Alguna que otra leyenda también envuelve a estas unidades. El 7 de diciembre de 1585, el Tercio de Francisco Arias de Bobadilla quedó sitiado por las tropas holandesas en la isla de Bommel. Los españoles, fieles a su espíritu indomable rechazaron la capitulación. Los enemigos decidieron entonces abrir los diques de los ríos colindantes para inundar el campamento español, quedando solo un trozo de tierra firme, el pequeño monte de Empel.

Con la muerte acechando, un soldado del Tercio que cavaba una trinchera preparándose para el ataque de las tropas del almirante Holak halló un tabla flamenca con la imagen de la Inmaculada Concepción, a quien colocaron en un altar y comenzaron a dedicarle plegarias. Boadilla alentó así a sus infantes: "¡Soldados! El hambre y el frío nos llevan a la derrota, pero la Virgen Inmaculada viene a salvarnos. ¿Queréis que se quemen las banderas, que se inutilice la artillería y que abordemos esta noche las galeras enemigas?".

'La marcha del Empel', por Ferrer-Dalmau

'La marcha del Empel', por Ferrer-Dalmau

Por la noche, el río se congeló debido a un frío glacial y las tropas españolas atacaron y derrotaron a los holandeses, cuyas naves habían encallado a causa del hielo. Su almirante proclamó: "Tal parece que Dios es español al obrar tan grande milagro". Aquel mismo día, la Inmaculada Concepción se convirtió en patrona de los Tercios de Flandes e Italia. Esta fiesta se sigue celebrando todos los 8 de diciembre.

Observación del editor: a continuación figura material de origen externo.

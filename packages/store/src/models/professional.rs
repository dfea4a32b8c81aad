//! Veterinarians and groomers.
//!
//! The backend serves both through the same record shape and tells them apart
//! by role (3 = vet, 4 = groomer). On the client they are a sum type,
//! [`Professional`], with [`Practitioner`] as the shared display surface.

use serde::{Deserialize, Serialize};

use super::user::Role;

/// Rating shown when the backend has none for a professional.
pub const DEFAULT_RATING: f32 = 4.5;

#[derive(Clone, Copy, Debug, PartialEq, Eq, Hash, Serialize, Deserialize)]
#[serde(rename_all = "lowercase")]
pub enum ProfessionalKind {
    Vet,
    Groomer,
}

impl ProfessionalKind {
    pub fn role(self) -> Role {
        match self {
            ProfessionalKind::Vet => Role::Vet,
            ProfessionalKind::Groomer => Role::Groomer,
        }
    }

    pub fn from_role_id(role_id: u8) -> Option<Self> {
        match Role::from_id(role_id)? {
            Role::Vet => Some(ProfessionalKind::Vet),
            Role::Groomer => Some(ProfessionalKind::Groomer),
            _ => None,
        }
    }

    pub fn label(self) -> &'static str {
        match self {
            ProfessionalKind::Vet => "Veterinarian",
            ProfessionalKind::Groomer => "Groomer",
        }
    }
}

/// A professional record from the vet/groomer listing endpoints.
#[derive(Clone, Debug, Default, PartialEq, Serialize, Deserialize)]
#[serde(rename_all = "camelCase", default)]
pub struct ProfessionalProfile {
    pub id: i64,
    pub name: String,
    pub email: Option<String>,
    pub phone: Option<String>,
    pub specialization: Option<String>,
    pub experience_years: Option<u32>,
    pub status: Option<String>,
    pub rating: Option<f32>,
}

#[derive(Clone, Debug, PartialEq)]
pub enum Professional {
    Vet(ProfessionalProfile),
    Groomer(ProfessionalProfile),
}

impl Professional {
    pub fn new(kind: ProfessionalKind, profile: ProfessionalProfile) -> Self {
        match kind {
            ProfessionalKind::Vet => Professional::Vet(profile),
            ProfessionalKind::Groomer => Professional::Groomer(profile),
        }
    }

    pub fn kind(&self) -> ProfessionalKind {
        match self {
            Professional::Vet(_) => ProfessionalKind::Vet,
            Professional::Groomer(_) => ProfessionalKind::Groomer,
        }
    }

    pub fn profile(&self) -> &ProfessionalProfile {
        match self {
            Professional::Vet(p) | Professional::Groomer(p) => p,
        }
    }

    pub fn id(&self) -> i64 {
        self.profile().id
    }

    pub fn experience(&self) -> String {
        match self.profile().experience_years {
            Some(years) => format!("{years} years"),
            None => "—".to_string(),
        }
    }
}

/// Display data common to every kind of professional.
pub trait Practitioner {
    fn name(&self) -> &str;
    fn specialty(&self) -> &str;
    fn rating(&self) -> f32;
    fn is_available(&self) -> bool;

    fn avatar(&self) -> String {
        initials(self.name())
    }
}

impl Practitioner for Professional {
    fn name(&self) -> &str {
        &self.profile().name
    }

    fn specialty(&self) -> &str {
        self.profile().specialization.as_deref().unwrap_or("")
    }

    fn rating(&self) -> f32 {
        self.profile().rating.unwrap_or(DEFAULT_RATING)
    }

    fn is_available(&self) -> bool {
        self.profile().status.as_deref() == Some("available")
    }
}

/// Uppercase initials of the first and last name token.
///
/// A single-token name yields a single letter; an empty name yields nothing.
pub fn initials(name: &str) -> String {
    let mut tokens = name.split_whitespace();
    let Some(first) = tokens.next() else {
        return String::new();
    };
    let mut out: String = first.chars().take(1).collect();
    if let Some(last) = tokens.last() {
        out.extend(last.chars().take(1));
    }
    out.to_uppercase()
}

/// Profile sub-record nested in admin staff rows.
#[derive(Clone, Debug, Default, PartialEq, Serialize, Deserialize)]
#[serde(rename_all = "camelCase", default)]
pub struct StaffProfile {
    pub specialization: Option<String>,
    pub experience_years: Option<u32>,
    pub status: Option<String>,
}

#[derive(Clone, Debug, Default, PartialEq, Serialize, Deserialize)]
#[serde(default)]
pub struct RoleRef {
    pub name: Option<String>,
}

/// A row of the admin professionals listing.
///
/// The vet or groomer profile arrives as a one-element array under `vets` or
/// `groomers`, depending on the role.
#[derive(Clone, Debug, Default, PartialEq, Serialize, Deserialize)]
#[serde(rename_all = "camelCase", default)]
pub struct StaffMember {
    pub id: i64,
    pub name: Option<String>,
    pub email: Option<String>,
    pub phone: Option<String>,
    pub role_id: u8,
    pub roles: Option<RoleRef>,
    pub vets: Vec<StaffProfile>,
    pub groomers: Vec<StaffProfile>,
}

impl StaffMember {
    pub fn kind(&self) -> Option<ProfessionalKind> {
        ProfessionalKind::from_role_id(self.role_id)
    }

    pub fn staff_profile(&self) -> Option<&StaffProfile> {
        match self.kind()? {
            ProfessionalKind::Vet => self.vets.first(),
            ProfessionalKind::Groomer => self.groomers.first(),
        }
    }

    pub fn role_label(&self) -> &str {
        if let Some(name) = self.roles.as_ref().and_then(|r| r.name.as_deref()) {
            return name;
        }
        match self.kind() {
            Some(ProfessionalKind::Vet) => "Vet",
            _ => "Groomer",
        }
    }

    /// Flatten into a [`Professional`]; `None` for rows that are not vets or groomers.
    pub fn to_professional(&self) -> Option<Professional> {
        let kind = self.kind()?;
        let profile = self.staff_profile().cloned().unwrap_or_default();
        Some(Professional::new(
            kind,
            ProfessionalProfile {
                id: self.id,
                name: self.name.clone().unwrap_or_default(),
                email: self.email.clone(),
                phone: self.phone.clone(),
                specialization: profile.specialization,
                experience_years: profile.experience_years,
                status: profile.status,
                rating: None,
            },
        ))
    }
}

#[cfg(test)]
mod tests {
    use super::*;

    #[test]
    fn test_initials() {
        assert_eq!(initials("Amy Lee"), "AL");
        assert_eq!(initials("dr. john smith"), "DS");
        assert_eq!(initials("Cher"), "C");
        assert_eq!(initials("  "), "");
    }

    #[test]
    fn test_practitioner_defaults() {
        let vet = Professional::Vet(ProfessionalProfile {
            id: 1,
            name: "Dr. John Smith".into(),
            specialization: Some("Surgery".into()),
            status: Some("unavailable".into()),
            ..Default::default()
        });
        assert_eq!(vet.rating(), DEFAULT_RATING);
        assert!(!vet.is_available());
        assert_eq!(vet.specialty(), "Surgery");
        assert_eq!(vet.kind().role(), Role::Vet);
    }

    #[test]
    fn test_staff_member_flattens_nested_profile() {
        let row: StaffMember = serde_json::from_str(
            r#"{
                "id": 9, "name": "Amy Lee", "roleId": 4,
                "roles": {"name": "Groomer"},
                "groomers": [{"specialization": "Poodles", "experienceYears": 6, "status": "available"}]
            }"#,
        )
        .unwrap();

        assert_eq!(row.role_label(), "Groomer");
        let professional = row.to_professional().unwrap();
        assert_eq!(professional.kind(), ProfessionalKind::Groomer);
        assert_eq!(professional.experience(), "6 years");
        assert!(professional.is_available());

        let admin = StaffMember {
            role_id: 1,
            ..Default::default()
        };
        assert!(admin.to_professional().is_none());
    }
}
use dioxus::prelude::*;

use store::navigation::{self, Decision};
use ui::{use_app_state, use_services, AppSidebar, AppStateProvider, Topbar};
use views::{
    AddPets, Appointment, Appointments, GroomerAppointments, GroomerProfile, Home, Login,
    ManageProfessionals, ManageUsers, MyAppointments, NotFound, Professionals, Profile, Register,
    VetAppointments, VetProfile,
};

mod views;

#[derive(Debug, Clone, Routable, PartialEq)]
#[rustfmt::skip]
enum Route {
    #[layout(Guard)]
        #[route("/")]
        Root {},
        #[route("/login")]
        Login {},
        #[route("/register")]
        Register {},
        #[nest("/dashboard")]
            #[layout(DashboardLayout)]
                #[route("/home")]
                Home {},
                #[route("/appointments")]
                Appointments {},
                #[route("/appointment")]
                Appointment {},
                #[route("/my-appointments")]
                MyAppointments {},
                #[route("/add-pets")]
                AddPets {},
                #[route("/professionals")]
                Professionals {},
                #[route("/profile")]
                Profile {},
                #[route("/vet-appointments")]
                VetAppointments {},
                #[route("/vet-profile")]
                VetProfile {},
                #[route("/groomer-appointments")]
                GroomerAppointments {},
                #[route("/groomer-profile")]
                GroomerProfile {},
                #[route("/manage-users")]
                ManageUsers {},
                #[route("/manage-professionals")]
                ManageProfessionals {},
            #[end_layout]
        #[end_nest]
        #[route("/:..segments")]
        NotFound { segments: Vec<String> },
}

const MAIN_CSS: Asset = asset!("/assets/main.css");

fn main() {
    dioxus::logger::initialize_default();
    dioxus::launch(App);
}

#[component]
fn App() -> Element {
    rsx! {
        // Global app resources
        document::Link { rel: "stylesheet", href: ui::THEME_CSS }
        document::Link { rel: "stylesheet", href: MAIN_CSS }

        AppStateProvider {
            Router::<Route> {}
        }
    }
}

/// Runs the role check on every navigation and on every session change.
#[component]
fn Guard() -> Element {
    let state = use_app_state();
    let route = use_route::<Route>();
    let nav = use_navigator();

    let viewer = state.read().auth.viewer();
    let path = route.to_string();

    match navigation::decide(viewer, &path) {
        Decision::Render => rsx! { Outlet::<Route> {} },
        // Unknown roles land on a page they are not allowed to see either
        Decision::RedirectTo(destination) if destination == path => rsx! { NoAccess {} },
        Decision::RedirectTo(destination) => {
            match destination.parse::<Route>() {
                Ok(next) => {
                    tracing::debug!(from = %path, to = destination, "Redirecting");
                    nav.replace(next);
                }
                Err(_) => tracing::error!(to = destination, "Redirect target is not a route"),
            }
            rsx! {}
        }
    }
}

#[component]
fn DashboardLayout() -> Element {
    rsx! {
        div {
            class: "dashboard",
            AppSidebar {}
            div {
                class: "dashboard-main",
                Topbar {}
                main {
                    class: "dashboard-content",
                    Outlet::<Route> {}
                }
            }
        }
    }
}

#[component]
fn NoAccess() -> Element {
    let mut state = use_app_state();
    let services = use_services();

    rsx! {
        div {
            class: "auth-page",
            div {
                class: "auth-card center",
                h1 { "No access" }
                p { class: "muted", "Your account does not have a role that can use this application." }
                button {
                    class: "btn btn-secondary",
                    onclick: move |_| state.write().logout(services.storage().as_ref()),
                    "Logout"
                }
            }
        }
    }
}

/// `/` only ever redirects; the guard sends it to login or the role's landing page.
#[component]
fn Root() -> Element {
    rsx! {}
}
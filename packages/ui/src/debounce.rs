use std::time::Duration;

use dioxus::prelude::*;

async fn sleep(delay: Duration) {
    #[cfg(target_arch = "wasm32")]
    gloo_timers::future::sleep(delay).await;
    #[cfg(not(target_arch = "wasm32"))]
    tokio::time::sleep(delay).await;
}

/// Tickets handed out per keystroke; only the newest one may publish.
#[derive(Clone, Copy, Debug, Default, PartialEq)]
struct Generation(u64);

impl Generation {
    fn advance(&mut self) -> u64 {
        self.0 += 1;
        self.0
    }

    fn is_current(&self, ticket: u64) -> bool {
        self.0 == ticket
    }
}

/// Follows `source`, but only after it has stopped changing for `delay`.
///
/// The returned signal starts at the source's current value and is only
/// written when the settled value actually differs, so effects keyed on it do
/// not run twice on mount.
pub fn use_debounced(source: Signal<String>, delay: Duration) -> Signal<String> {
    let mut settled = use_signal(|| source.peek().clone());
    let mut generation = use_signal(Generation::default);

    use_effect(move || {
        let value = source();
        let ticket = generation.write().advance();
        spawn(async move {
            sleep(delay).await;
            if generation.peek().is_current(ticket) && *settled.peek() != value {
                settled.set(value);
            }
        });
    });

    settled
}

#[cfg(test)]
mod tests {
    use super::*;

    #[test]
    fn test_only_latest_ticket_is_current() {
        let mut generation = Generation::default();
        let first = generation.advance();
        let second = generation.advance();
        assert!(!generation.is_current(first));
        assert!(generation.is_current(second));
    }
}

Expresiones made in los Tercios

Durante la época de los Tercios españoles se acuñaron muchas expresiones populares de origen militar que se siguen usando hoy en día, como por ejemplo, "irse a la porra". El sargento mayor de cada Tercio de Flandes dirigía a sus hombres con un gran garrote conocido con el nombre de porra. Cuando se realizaba un parada y el sargento apoyaba el objeto en el suelo, los soldados arrestados estaban obligados a permanecer sentados a su alrededor. Enviar a la porra a alguien era un sinónimo de arrestarle.

También procede de esa época el enunciado "poner una pica en Flandes", cuyo significado enroca con algo extremadamente difícil en relación al enorme gasto que suponía enviar a los soldados por el conocido como 'camino español' a la zona de los Países Bajos; o la expresión "se armó la de San Quintín", que alude a la batalla ganada por las tropas españolas de Felipe II al ejército francés en 1557.